The Fall of the Roman Empire
Title | The Fall of the Roman Empire PDF eBook |
Author | Peter Heather |
Publisher | OUP USA |
Pages | 605 |
Release | 2007-06-11 |
Genre | History |
ISBN | 0195325419 |
Shows how Europe's barbarians, strengthened by centuries of contact with Rome on many levels, turned into an enemy capable of overturning and dismantling the mighty Empire.
Ancient States and Empires
Title | Ancient States and Empires PDF eBook |
Author | John Lord |
Publisher | Library of Alexandria |
Pages | 838 |
Release | 2008-01-01 |
Genre | Fiction |
ISBN | 1465538097 |
The Making of the Abrahamic Religions in Late Antiquity
Title | The Making of the Abrahamic Religions in Late Antiquity PDF eBook |
Author | Guy G. Stroumsa |
Publisher | OUP Oxford |
Pages | 314 |
Release | 2015-07-30 |
Genre | Religion |
ISBN | 0191059137 |
This book presents how ancient Christianity must be understood from the viewpoint of the history of religions in late antiquity. The continuation of biblical prophecy runs like a thread from Jesus through Mani to Muhammad. And yet this thread, arguably the single most important characteristic of the Abrahamic movement, often remains outside the mainstream, hidden, as it were, since it generates heresy. The figures of the Gnostic, the Holy man, and the mystic are all sequels of the Israelite prophet. They reflect a mode of religiosity that is characterized by high intensity. It is centripetal and activist by nature and emphasizes sectarianism and polemics, esoteric knowledge, or gnosis and charisma. The other mode of religiosity, obviously much more common than the first one, is centrifugal and irenic. It favours an ecumenical attitude, contents itself with a widely shared faith, or pistis, and reflects, in Weberian parlance, the routinisation of the new religious movement. This is the mode of priests and bishops, rather than that of martyrs and holy men. These two main modes of religion, high versus low intensity, exist simultaneously, and cross the boundaries of religious communities.
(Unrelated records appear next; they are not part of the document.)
//! Tests for board (.kicad_pcb) parsing

use schemkit::parser::pcb_schema::{GraphicShape, LayerType, PadShape};
use schemkit::parser::{BoardError, LexemeKind};
use schemkit::{Board, SexpLexer};
use std::path::PathBuf;

fn fixture_path(name: &str) -> PathBuf {
    PathBuf::from(env!("CARGO_MANIFEST_DIR"))
        .join("tests")
        .join("fixtures")
        .join(name)
}

fn load_blinky() -> Board {
    let content =
        std::fs::read_to_string(fixture_path("blinky.kicad_pcb")).expect("Should read fixture");
    Board::load(&content).expect("Should parse")
}

#[test]
fn test_lexer_splits_net() {
    let lexemes = SexpLexer::tokenize("(net 1 GND)").expect("Should lex");
    let kinds: Vec<&LexemeKind> = lexemes.iter().map(|l| &l.kind).collect();
    assert_eq!(lexemes.len(), 5);
    assert!(lexemes[0].is_left());
    assert_eq!(lexemes[1].text(), "net");
    assert_eq!(*kinds[2], LexemeKind::Number);
    assert_eq!(lexemes[3].text(), "GND");
    assert!(lexemes[4].is_right());
}

#[test]
fn test_header_sections() {
    let board = load_blinky();
    assert_eq!(board.version.as_deref(), Some("20171130"));
    let host = board.host.as_ref().expect("Should have host");
    assert_eq!(host.name, "pcbnew");
    assert_eq!(host.version, "(5.1.9)-1");
    assert_eq!(board.general.thickness, 1.6);
    assert_eq!(board.general.modules, 1);
    assert_eq!(board.layers.len(), 5);
    assert_eq!(board.layers[0].layer_type, LayerType::Signal);
    assert_eq!(board.layers[4].name, "Edge.Cuts");
}

#[test]
fn test_nets_and_classes() {
    let board = load_blinky();
    assert_eq!(board.nets.len(), 3);
    assert_eq!(board.net_name(1), Some("GND"));
    assert_eq!(board.net_name(2), Some("Net-(D1-Pad2)"));
    assert_eq!(board.net_name(7), None);

    let class = &board.net_classes[0];
    assert_eq!(class.name, "Default");
    assert_eq!(class.trace_width, Some(0.25));
    assert_eq!(class.nets, vec!["GND", "Net-(D1-Pad2)"]);
}

#[test]
fn test_footprint() {
    let board = load_blinky();
    let module = board.find_module("D1").expect("Should find D1");

    assert_eq!(module.name, "LED_SMD:LED_0805");
    assert_eq!(module.value, "LED");
    assert_eq!(module.angle, 180.0);
    assert_eq!(module.texts.len(), 2);
    assert_eq!(module.graphics.len(), 2);
    assert_eq!(module.pads.len(), 2);

    let pad = &module.pads[0];
    assert_eq!(pad.shape, PadShape::RoundRect);
    assert_eq!(pad.net.as_ref().map(|n| n.name.as_str()), Some("GND"));

    // Rotated half a turn around the footprint origin.
    let placed = module.to_board(pad.at);
    assert!((placed.x - 120.9375).abs() < 1e-9);
    assert!((placed.y - 80.0).abs() < 1e-9);
}

#[test]
fn test_drawings_tracks_and_zones() {
    let board = load_blinky();
    assert_eq!(board.drawings.len(), 4);
    assert!(matches!(board.drawings[0].shape, GraphicShape::Line { .. }));
    assert!(matches!(
        board.drawings[1].shape,
        GraphicShape::Arc { angle, .. } if angle == -90.0
    ));
    match &board.drawings[3].shape {
        GraphicShape::Text(text) => {
            assert_eq!(text.text, "Blinky rev 1");
            assert!(text.italic);
            assert_eq!(text.thickness, 0.3);
        }
        other => panic!("Expected text, got {other:?}"),
    }

    assert_eq!(board.segments.len(), 2);
    assert_eq!(board.segments[1].layer, "B.Cu");
    assert_eq!(board.segments[1].net, 2);
    assert_eq!(board.vias[0].drill, Some(0.4));

    let zone = &board.zones[0];
    assert_eq!(zone.net_name, "GND");
    assert_eq!(zone.outline.len(), 4);
    assert_eq!(zone.filled_polygons.len(), 1);
    assert_eq!(zone.min_thickness, Some(0.254));
}

#[test]
fn test_unknown_sections_skipped() {
    let board = Board::load("(kicad_pcb (version 3) (gizmo (a (b c)) d) (net 1 GND))")
        .expect("Should skip unknown sections");
    assert_eq!(board.nets.len(), 1);
}

#[test]
fn test_truncated_board() {
    let err = Board::load("(kicad_pcb (version 3) (net 1 GND)").unwrap_err();
    assert!(matches!(err, BoardError::UnexpectedEof(_)));
}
They offer a tool permitting us to follow the transformations of religion in late antiquity in general, and in ancient Christianity in particular, without becoming prisoners of the traditional categories of Patristic literature. Through the dialectical relationship between these two modes of religiosity, one can follow the complex transformations of ancient Christianity in its broad religious context.